Warburton, pour prouver que les Grecs avaient deux doctrines, l’une pour l’aréopage, et l’autre pour leurs amis, cite César, Caton, et Cicéron, qui dirent en plein sénat, dans l’examen du procès de Catilina, que la mort n’est point un mal, que c’est la fin de toutes les sensations, qu’il n’y a rien après nous. Mais César, Caton, et Cicéron, n’étaient pas Grecs. Expliquaient-ils ainsi leur doctrine secrète à trois ou quatre cents de leurs confidents en plein sénat ?

Cet évêque pouvait encore ajouter que dans la tragédie de la Troade, de Sénèque, le chœur disait secrètement au peuple romain assemblé (Troade, chœur à la fin du second acte) :

Post mortem nihil est, ipsaque mors nihil...
Quæris quo jaceas post obitum loco ?

Quo non nata jacent[3].

Rien n’est après la mort, la mort même n’est rien.

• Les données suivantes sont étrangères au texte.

//! Component tagging and signatures.
//!
//! Each built-in component type has a [`ComponentKind`] tag; a [`Signature`]
//! is a bitmask over those tags. Systems declare the signature they require
//! and the world compares entity signatures against it with plain bit ops.

use crate::components::collider::Collider;
use crate::components::health::Health;
use crate::components::inputaxis::InputAxis;
use crate::components::position::Position;
use crate::components::renderhandle::RenderHandle;
use crate::components::rotation::Rotation;
use crate::components::velocity::Velocity;

/// Tag identifying a built-in component type.
#[derive(Clone, Copy, Debug, PartialEq, Eq, Hash)]
#[repr(u8)]
pub enum ComponentKind {
    Position,
    Velocity,
    Rotation,
    Render,
    Input,
    Collider,
    Health,
}

impl ComponentKind {
    /// Number of component kinds; sizes the per-entity slot array.
    pub const COUNT: usize = 7;

    pub(crate) const fn index(self) -> usize {
        self as usize
    }

    const fn bit(self) -> u32 {
        1 << (self as u32)
    }
}

/// Bitmask over [`ComponentKind`]s.
///
/// An entity's signature holds one bit per attached component type; a
/// system's signature holds one bit per required type.
#[derive(Clone, Copy, Debug, Default, PartialEq, Eq)]
pub struct Signature(u32);

impl Signature {
    pub const EMPTY: Self = Self(0);

    /// Build a signature from a list of kinds.
    pub const fn of(kinds: &[ComponentKind]) -> Self {
        let mut bits = 0;
        let mut i = 0;
        while i < kinds.len() {
            bits |= kinds[i].bit();
            i += 1;
        }
        Self(bits)
    }

    pub fn insert(&mut self, kind: ComponentKind) {
        self.0 |= kind.bit();
    }

    pub fn remove(&mut self, kind: ComponentKind) {
        self.0 &= !kind.bit();
    }

    pub const fn contains(self, kind: ComponentKind) -> bool {
        self.0 & kind.bit() != 0
    }

    /// True if every kind in `required` is present in `self`.
    pub const fn contains_all(self, required: Signature) -> bool {
        self.0 & required.0 == required.0
    }

    pub const fn is_empty(self) -> bool {
        self.0 == 0
    }
}

/// Tagged union carrying one component record.
#[derive(Clone, Debug)]
pub enum Component {
    Position(Position),
    Velocity(Velocity),
    Rotation(Rotation),
    Render(RenderHandle),
    Input(InputAxis),
    Collider(Collider),
    Health(Health),
}

impl Component {
    pub fn kind(&self) -> ComponentKind {
        match self {
            Component::Position(_) => ComponentKind::Position,
            Component::Velocity(_) => ComponentKind::Velocity,
            Component::Rotation(_) => ComponentKind::Rotation,
            Component::Render(_) => ComponentKind::Render,
            Component::Input(_) => ComponentKind::Input,
            Component::Collider(_) => ComponentKind::Collider,
            Component::Health(_) => ComponentKind::Health,
        }
    }
}

impl From<Position> for Component {
    fn from(c: Position) -> Self {
        Component::Position(c)
    }
}

impl From<Velocity> for Component {
    fn from(c: Velocity) -> Self {
        Component::Velocity(c)
    }
}

impl From<Rotation> for Component {
    fn from(c: Rotation) -> Self {
        Component::Rotation(c)
    }
}

impl From<RenderHandle> for Component {
    fn from(c: RenderHandle) -> Self {
        Component::Render(c)
    }
}

impl From<InputAxis> for Component {
    fn from(c: InputAxis) -> Self {
        Component::Input(c)
    }
}

impl From<Collider> for Component {
    fn from(c: Collider) -> Self {
        Component::Collider(c)
    }
}

impl From<Health> for Component {
    fn from(c: Health) -> Self {
        Component::Health(c)
    }
}

#[cfg(test)]
mod tests {
    use super::*;

    #[test]
    fn test_signature_of_kinds() {
        let sig = Signature::of(&[ComponentKind::Position, ComponentKind::Velocity]);
        assert!(sig.contains(ComponentKind::Position));
        assert!(sig.contains(ComponentKind::Velocity));
        assert!(!sig.contains(ComponentKind::Health));
    }

    #[test]
    fn test_signature_insert_remove() {
        let mut sig = Signature::EMPTY;
        assert!(sig.is_empty());
        sig.insert(ComponentKind::Collider);
        assert!(sig.contains(ComponentKind::Collider));
        sig.remove(ComponentKind::Collider);
        assert!(sig.is_empty());
    }

    #[test]
    fn test_contains_all_is_superset_check() {
        let entity = Signature::of(&[
            ComponentKind::Position,
            ComponentKind::Velocity,
            ComponentKind::Render,
        ]);
        let required = Signature::of(&[ComponentKind::Position, ComponentKind::Velocity]);
        assert!(entity.contains_all(required));
        assert!(!required.contains_all(entity));
        // Every signature is a superset of the empty one.
        assert!(Signature::EMPTY.contains_all(Signature::EMPTY));
        assert!(entity.contains_all(Signature::EMPTY));
    }

    #[test]
    fn test_component_kind_round_trip() {
        let component = Component::from(Position::new(1.0, 2.0, 3.0));
        assert_eq!(component.kind(), ComponentKind::Position);
        let component = Component::from(Health::full(10.0));
        assert_eq!(component.kind(), ComponentKind::Health);
    }
}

Après la vie où pourrai-je être ?
Où j’étais avant que de naître[4].

Quand on a fait sentir toutes ces disparates, toutes ces inconséquences de Warburton, il s’est fâché, il n’a répondu ni avec des raisons ni avec de la politesse ; il a ressemblé à ces femmes qu’on prend sur le fait, et qui n’en deviennent que plus hardies et plus méchantes :

. . . . . . . . . . . . Nihil est audacius illis
Deprensis.

(Juvén., sat. vi, v. 284.)

L’ardeur de son courage l’a emporté encore plus loin, comme nous le verrons en traitant de la religion juive.


  1. Voyez tome XXVI, page 480.
  2. Tome II, livre iii, (Note de Voltaire.)
  3. Cyrano de Bergerac, dans sa tragédie d’Agrippine, acte V, scène vi, fait dire à Séjan :

    Une heure après la mort, notre âme évanouie
    Devient ce qu’elle était une heure avant la vie. (K.)

  4. Voltaire donne une autre version de ces vers dans son opuscule De l’Âme, et encore une autre dans le paragraphe xxi de Un Chrétien contre six Juifs.